Input data —
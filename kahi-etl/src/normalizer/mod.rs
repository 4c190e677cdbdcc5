//! Provider normalizers: raw provider JSON to `ProviderRecord`
//!
//! A normalizer is a pure function of one raw record. Missing keys map to
//! the field's empty value; only values of the wrong shape are errors.

pub mod canonical;
pub mod doaj;
pub mod oadoi;
pub mod scholar;

pub use canonical::CanonicalJsonNormalizer;
pub use doaj::{parse_journal, DoajNormalizer};
pub use oadoi::OadoiNormalizer;
pub use scholar::ScholarNormalizer;

use crate::error::ParseError;
use crate::types::{Provider, ProviderRecord};
use serde_json::{Map, Value};
use std::collections::HashMap;

/// Turns one provider's raw record into a fragment tuple
pub trait Normalizer: Send + Sync {
    fn provider(&self) -> Provider;

    fn parse(&self, raw: &Value, checked_at: i64) -> Result<ProviderRecord, ParseError>;
}

/// Normalizers by provider
pub struct NormalizerRegistry {
    normalizers: HashMap<Provider, Box<dyn Normalizer>>,
}

impl NormalizerRegistry {
    pub fn empty() -> Self {
        Self {
            normalizers: HashMap::new(),
        }
    }

    /// Native normalizers for Scholar, oaDOI and DOAJ; canonical JSON for
    /// the index and aggregator providers
    pub fn with_defaults() -> Self {
        let mut registry = Self::empty();
        for provider in [Provider::Lens, Provider::WebOfScience, Provider::Scielo, Provider::Scopus] {
            registry.register(Box::new(CanonicalJsonNormalizer::new(provider)));
        }
        registry.register(Box::new(ScholarNormalizer));
        registry.register(Box::new(OadoiNormalizer));
        registry.register(Box::new(DoajNormalizer));
        registry
    }

    /// Register a normalizer, replacing any previous one for its provider
    pub fn register(&mut self, normalizer: Box<dyn Normalizer>) {
        self.normalizers.insert(normalizer.provider(), normalizer);
    }

    pub fn get(&self, provider: Provider) -> Option<&dyn Normalizer> {
        self.normalizers.get(&provider).map(|n| n.as_ref())
    }
}

impl Default for NormalizerRegistry {
    fn default() -> Self {
        Self::with_defaults()
    }
}

// ============================================================================
// Tolerant field readers
// ============================================================================

pub(crate) fn as_object(raw: &Value) -> Result<&Map<String, Value>, ParseError> {
    raw.as_object().ok_or(ParseError::NotAnObject)
}

fn invalid(field: &str, reason: impl Into<String>) -> ParseError {
    ParseError::InvalidField {
        field: field.to_string(),
        reason: reason.into(),
    }
}

/// String (or number rendered as string); blank and null are `None`
pub(crate) fn text(obj: &Map<String, Value>, field: &str) -> Option<String> {
    match obj.get(field)? {
        Value::String(s) => Some(s.trim().to_string()).filter(|s| !s.is_empty()),
        Value::Number(n) => Some(n.to_string()),
        _ => None,
    }
}

/// Non-negative count given as number or numeric string
pub(crate) fn count(obj: &Map<String, Value>, field: &str) -> Result<Option<u32>, ParseError> {
    match obj.get(field) {
        None | Some(Value::Null) => Ok(None),
        Some(Value::Number(n)) => n
            .as_u64()
            .and_then(|v| u32::try_from(v).ok())
            .map(Some)
            .ok_or_else(|| invalid(field, format!("not a count: {}", n))),
        Some(Value::String(s)) if s.trim().is_empty() => Ok(None),
        Some(Value::String(s)) => s
            .trim()
            .parse::<u32>()
            .map(Some)
            .map_err(|_| invalid(field, format!("not a count: {:?}", s))),
        Some(other) => Err(invalid(field, format!("unexpected value {}", other))),
    }
}

/// Decimal amount given as number or numeric string
pub(crate) fn amount(obj: &Map<String, Value>, field: &str) -> Result<Option<f64>, ParseError> {
    match obj.get(field) {
        None | Some(Value::Null) => Ok(None),
        Some(Value::Number(n)) => Ok(n.as_f64()),
        Some(Value::String(s)) if s.trim().is_empty() => Ok(None),
        Some(Value::String(s)) => s
            .trim()
            .parse::<f64>()
            .map(Some)
            .map_err(|_| invalid(field, format!("not an amount: {:?}", s))),
        Some(other) => Err(invalid(field, format!("unexpected value {}", other))),
    }
}

/// Boolean given as bool, 0/1, or "true"/"false"/"yes"/"no"
pub(crate) fn flag(obj: &Map<String, Value>, field: &str) -> Result<Option<bool>, ParseError> {
    match obj.get(field) {
        None | Some(Value::Null) => Ok(None),
        Some(Value::Bool(b)) => Ok(Some(*b)),
        Some(Value::Number(n)) => Ok(n.as_i64().map(|v| v != 0)),
        Some(Value::String(s)) => match s.trim().to_ascii_lowercase().as_str() {
            "" => Ok(None),
            "true" | "yes" | "1" => Ok(Some(true)),
            "false" | "no" | "0" => Ok(Some(false)),
            other => Err(invalid(field, format!("not a flag: {:?}", other))),
        },
        Some(other) => Err(invalid(field, format!("unexpected value {}", other))),
    }
}

/// List of strings; a lone string becomes a one-element list
pub(crate) fn strings(obj: &Map<String, Value>, field: &str) -> Vec<String> {
    match obj.get(field) {
        Some(Value::Array(items)) => items
            .iter()
            .filter_map(|v| v.as_str())
            .map(|s| s.trim().to_string())
            .filter(|s| !s.is_empty())
            .collect(),
        Some(Value::String(s)) if !s.trim().is_empty() => vec![s.trim().to_string()],
        _ => Vec::new(),
    }
}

What is needed —
In the listing, find each line with the string "Result" and copy it.

Answer to the problem —
    fn parse(&self, raw: &Value, checked_at: i64) -> Result<ProviderRecord, ParseError>;
pub(crate) fn as_object(raw: &Value) -> Result<&Map<String, Value>, ParseError> {
pub(crate) fn count(obj: &Map<String, Value>, field: &str) -> Result<Option<u32>, ParseError> {
pub(crate) fn amount(obj: &Map<String, Value>, field: &str) -> Result<Option<f64>, ParseError> {
pub(crate) fn flag(obj: &Map<String, Value>, field: &str) -> Result<Option<bool>, ParseError> {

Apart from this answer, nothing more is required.